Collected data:
= = = = = = =

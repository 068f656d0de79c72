//! Challenge orchestration: key provisioning, issuance, verification.
//!
//! This service coordinates the challenge/response second factor:
//! 1. Provisioning validates and stores a user's public key.
//! 2. Issuance encrypts a fresh one-time token under that key and records
//!    the token hash as the sole statement of an outstanding challenge.
//! 3. Verification checks the returned plaintext and consumes the
//!    challenge on first success.

use crate::challenge::{armor, crypto, error::Error, repo::ChallengeRepo, token::TokenService};
use crate::store::AttributeStore;
use secrecy::ExposeSecret;
use std::sync::Arc;
use tracing::{info, instrument, warn};
use uuid::Uuid;

/// Orchestrates the public-key challenge second factor.
///
/// Construct one per process with the collaborating attribute store and
/// token service; instances are cheap to clone and share across requests.
#[derive(Clone)]
pub struct ChallengeService {
    repo: ChallengeRepo,
    tokens: TokenService,
}

impl ChallengeService {
    #[must_use]
    pub fn new(store: Arc<dyn AttributeStore>, tokens: TokenService) -> Self {
        Self {
            repo: ChallengeRepo::new(store),
            tokens,
        }
    }

    /// Validates and stores a submitted public key for the user.
    ///
    /// The armor header and footer are stripped, and only a key that
    /// round-trips through the encryption engine is persisted. Rejection
    /// leaves any previously stored key untouched.
    ///
    /// # Errors
    ///
    /// Returns [`Error::InvalidKey`] for a malformed or non-functional
    /// key, or [`Error::Store`] if persistence fails.
    #[instrument(skip(self, submission))]
    pub async fn provision_key(&self, user: Uuid, submission: &str) -> Result<(), Error> {
        let body = armor::strip(submission)?;
        if !crypto::test_key(&body) {
            warn!(%user, "rejected public key that failed the probe encryption");
            return Err(Error::InvalidKey);
        }
        self.repo.set_key(user, &body).await?;
        info!(%user, "public key provisioned");
        Ok(())
    }

    /// Whether the factor is available for the user.
    ///
    /// # Errors
    ///
    /// Returns an error if the store lookup fails.
    pub async fn has_key(&self, user: Uuid) -> Result<bool, Error> {
        Ok(self
            .repo
            .get_key(user)
            .await?
            .is_some_and(|key| !key.is_empty()))
    }

    /// Issues a new challenge and returns the armored ciphertext for
    /// display.
    ///
    /// Reissuing silently replaces any outstanding challenge; the prior
    /// token becomes permanently unanswerable. The token hash is persisted
    /// only after encryption succeeds, so a failed issuance never strands
    /// a challenge the user cannot answer.
    ///
    /// # Errors
    ///
    /// Returns [`Error::NoKeyProvisioned`] if the user has no stored key,
    /// [`Error::EncryptionFailed`] if the engine rejects the stored key,
    /// or [`Error::Store`] if persistence fails.
    #[instrument(skip(self))]
    pub async fn start_challenge(&self, user: Uuid) -> Result<String, Error> {
        let key = self
            .repo
            .get_key(user)
            .await?
            .filter(|key| !key.is_empty())
            .ok_or(Error::NoKeyProvisioned)?;

        let token = self.tokens.generate()?;
        let ciphertext = crypto::encrypt(token.plaintext.expose_secret(), &key)?;
        self.repo.set_pending_hash(user, &token.hash).await?;
        info!(%user, "challenge issued");
        Ok(ciphertext)
    }

    /// Verifies a submitted answer against the pending challenge.
    ///
    /// Tokens are single use: the pending record is deleted before `true`
    /// is returned, and a later identical submission yields `false`. A
    /// mismatch leaves the challenge pending and is a normal `false`,
    /// retryable indefinitely.
    ///
    /// # Errors
    ///
    /// Returns an error if a store operation fails.
    #[instrument(skip(self, submitted))]
    pub async fn finish_challenge(&self, user: Uuid, submitted: &str) -> Result<bool, Error> {
        let Some(hash) = self.repo.get_pending_hash(user).await? else {
            return Ok(false);
        };
        if hash.is_empty() {
            return Ok(false);
        }
        if !self.tokens.verify(&hash, submitted) {
            info!(%user, "challenge answer mismatch");
            return Ok(false);
        }
        self.repo.delete_pending(user).await?;
        info!(%user, "challenge completed");
        Ok(true)
    }
}
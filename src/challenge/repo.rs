//! Thin persistence boundary over the injected per-user attribute store.
//!
//! The store is the single source of truth: every operation reads or
//! writes through it, nothing is cached across calls, and writes are
//! last-writer-wins with no guarantees beyond the store's single-record
//! atomicity.

use crate::challenge::error::Error;
use crate::store::AttributeStore;
use std::sync::Arc;
use uuid::Uuid;

/// Attribute holding the armor-stripped public key body.
pub const PUBLIC_KEY_ATTR: &str = "_kunci_public_key";
/// Attribute holding the Argon2id hash of the pending token.
pub const PENDING_TOKEN_ATTR: &str = "_kunci_token";

/// Per-user storage of the public key record and pending challenge.
#[derive(Clone)]
pub struct ChallengeRepo {
    store: Arc<dyn AttributeStore>,
}

impl ChallengeRepo {
    #[must_use]
    pub fn new(store: Arc<dyn AttributeStore>) -> Self {
        Self { store }
    }

    /// Fetch the stored key body, `None` if the user never provisioned.
    ///
    /// # Errors
    ///
    /// Returns an error if the store lookup fails.
    pub async fn get_key(&self, user: Uuid) -> Result<Option<String>, Error> {
        Ok(self.store.get(user, PUBLIC_KEY_ATTR).await?)
    }

    /// Store a key body, replacing any previous one.
    ///
    /// # Errors
    ///
    /// Returns an error if the store write fails.
    pub async fn set_key(&self, user: Uuid, body: &str) -> Result<(), Error> {
        Ok(self.store.set(user, PUBLIC_KEY_ATTR, body).await?)
    }

    /// Fetch the pending token hash, `None` if no challenge is outstanding.
    ///
    /// # Errors
    ///
    /// Returns an error if the store lookup fails.
    pub async fn get_pending_hash(&self, user: Uuid) -> Result<Option<String>, Error> {
        Ok(self.store.get(user, PENDING_TOKEN_ATTR).await?)
    }

    /// Store a pending token hash, replacing any outstanding challenge.
    ///
    /// # Errors
    ///
    /// Returns an error if the store write fails.
    pub async fn set_pending_hash(&self, user: Uuid, hash: &str) -> Result<(), Error> {
        Ok(self.store.set(user, PENDING_TOKEN_ATTR, hash).await?)
    }

    /// Delete the pending challenge record.
    ///
    /// # Errors
    ///
    /// Returns an error if the store delete fails.
    pub async fn delete_pending(&self, user: Uuid) -> Result<(), Error> {
        Ok(self.store.delete(user, PENDING_TOKEN_ATTR).await?)
    }
}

= = = = = = =

• [Your instructions] Would you repeat the records above without any changes?

• [Result of the task]
repository 068f656d0de79c72
//! Challenge orchestration: key provisioning, issuance, verification.
//!
//! This service coordinates the challenge/response second factor:
//! 1. Provisioning validates and stores a user's public key.
//! 2. Issuance encrypts a fresh one-time token under that key and records
//!    the token hash as the sole statement of an outstanding challenge.
//! 3. Verification checks the returned plaintext and consumes the
//!    challenge on first success.

use crate::challenge::{armor, crypto, error::Error, repo::ChallengeRepo, token::TokenService};
use crate::store::AttributeStore;
use secrecy::ExposeSecret;
use std::sync::Arc;
use tracing::{info, instrument, warn};
use uuid::Uuid;

/// Orchestrates the public-key challenge second factor.
///
/// Construct one per process with the collaborating attribute store and
/// token service; instances are cheap to clone and share across requests.
#[derive(Clone)]
pub struct ChallengeService {
    repo: ChallengeRepo,
    tokens: TokenService,
}

impl ChallengeService {
    #[must_use]
    pub fn new(store: Arc<dyn AttributeStore>, tokens: TokenService) -> Self {
        Self {
            repo: ChallengeRepo::new(store),
            tokens,
        }
    }

    /// Validates and stores a submitted public key for the user.
    ///
    /// The armor header and footer are stripped, and only a key that
    /// round-trips through the encryption engine is persisted. Rejection
    /// leaves any previously stored key untouched.
    ///
    /// # Errors
    ///
    /// Returns [`Error::InvalidKey`] for a malformed or non-functional
    /// key, or [`Error::Store`] if persistence fails.
    #[instrument(skip(self, submission))]
    pub async fn provision_key(&self, user: Uuid, submission: &str) -> Result<(), Error> {
        let body = armor::strip(submission)?;
        if !crypto::test_key(&body) {
            warn!(%user, "rejected public key that failed the probe encryption");
            return Err(Error::InvalidKey);
        }
        self.repo.set_key(user, &body).await?;
        info!(%user, "public key provisioned");
        Ok(())
    }

    /// Whether the factor is available for the user.
    ///
    /// # Errors
    ///
    /// Returns an error if the store lookup fails.
    pub async fn has_key(&self, user: Uuid) -> Result<bool, Error> {
        Ok(self
            .repo
            .get_key(user)
            .await?
            .is_some_and(|key| !key.is_empty()))
    }

    /// Issues a new challenge and returns the armored ciphertext for
    /// display.
    ///
    /// Reissuing silently replaces any outstanding challenge; the prior
    /// token becomes permanently unanswerable. The token hash is persisted
    /// only after encryption succeeds, so a failed issuance never strands
    /// a challenge the user cannot answer.
    ///
    /// # Errors
    ///
    /// Returns [`Error::NoKeyProvisioned`] if the user has no stored key,
    /// [`Error::EncryptionFailed`] if the engine rejects the stored key,
    /// or [`Error::Store`] if persistence fails.
    #[instrument(skip(self))]
    pub async fn start_challenge(&self, user: Uuid) -> Result<String, Error> {
        let key = self
            .repo
            .get_key(user)
            .await?
            .filter(|key| !key.is_empty())
            .ok_or(Error::NoKeyProvisioned)?;

        let token = self.tokens.generate()?;
        let ciphertext = crypto::encrypt(token.plaintext.expose_secret(), &key)?;
        self.repo.set_pending_hash(user, &token.hash).await?;
        info!(%user, "challenge issued");
        Ok(ciphertext)
    }

    /// Verifies a submitted answer against the pending challenge.
    ///
    /// Tokens are single use: the pending record is deleted before `true`
    /// is returned, and a later identical submission yields `false`. A
    /// mismatch leaves the challenge pending and is a normal `false`,
    /// retryable indefinitely.
    ///
    /// # Errors
    ///
    /// Returns an error if a store operation fails.
    #[instrument(skip(self, submitted))]
    pub async fn finish_challenge(&self, user: Uuid, submitted: &str) -> Result<bool, Error> {
        let Some(hash) = self.repo.get_pending_hash(user).await? else {
            return Ok(false);
        };
        if hash.is_empty() {
            return Ok(false);
        }
        if !self.tokens.verify(&hash, submitted) {
            info!(%user, "challenge answer mismatch");
            return Ok(false);
        }
        self.repo.delete_pending(user).await?;
        info!(%user, "challenge completed");
        Ok(true)
    }
}
filename src/challenge/repo.rs
//! Thin persistence boundary over the injected per-user attribute store.
//!
//! The store is the single source of truth: every operation reads or
//! writes through it, nothing is cached across calls, and writes are
//! last-writer-wins with no guarantees beyond the store's single-record
//! atomicity.

use crate::challenge::error::Error;
use crate::store::AttributeStore;
use std::sync::Arc;
use uuid::Uuid;

/// Attribute holding the armor-stripped public key body.
pub const PUBLIC_KEY_ATTR: &str = "_kunci_public_key";
/// Attribute holding the Argon2id hash of the pending token.
pub const PENDING_TOKEN_ATTR: &str = "_kunci_token";

/// Per-user storage of the public key record and pending challenge.
#[derive(Clone)]
pub struct ChallengeRepo {
    store: Arc<dyn AttributeStore>,
}

impl ChallengeRepo {
    #[must_use]
    pub fn new(store: Arc<dyn AttributeStore>) -> Self {
        Self { store }
    }

    /// Fetch the stored key body, `None` if the user never provisioned.
    ///
    /// # Errors
    ///
    /// Returns an error if the store lookup fails.
    pub async fn get_key(&self, user: Uuid) -> Result<Option<String>, Error> {
        Ok(self.store.get(user, PUBLIC_KEY_ATTR).await?)
    }

    /// Store a key body, replacing any previous one.
    ///
    /// # Errors
    ///
    /// Returns an error if the store write fails.
    pub async fn set_key(&self, user: Uuid, body: &str) -> Result<(), Error> {
        Ok(self.store.set(user, PUBLIC_KEY_ATTR, body).await?)
    }

    /// Fetch the pending token hash, `None` if no challenge is outstanding.
    ///
    /// # Errors
    ///
    /// Returns an error if the store lookup fails.
    pub async fn get_pending_hash(&self, user: Uuid) -> Result<Option<String>, Error> {
        Ok(self.store.get(user, PENDING_TOKEN_ATTR).await?)
    }

    /// Store a pending token hash, replacing any outstanding challenge.
    ///
    /// # Errors
    ///
    /// Returns an error if the store write fails.
    pub async fn set_pending_hash(&self, user: Uuid, hash: &str) -> Result<(), Error> {
        Ok(self.store.set(user, PENDING_TOKEN_ATTR, hash).await?)
    }

    /// Delete the pending challenge record.
    ///
    /// # Errors
    ///
    /// Returns an error if the store delete fails.
    pub async fn delete_pending(&self, user: Uuid) -> Result<(), Error> {
        Ok(self.store.delete(user, PENDING_TOKEN_ATTR).await?)
    }
}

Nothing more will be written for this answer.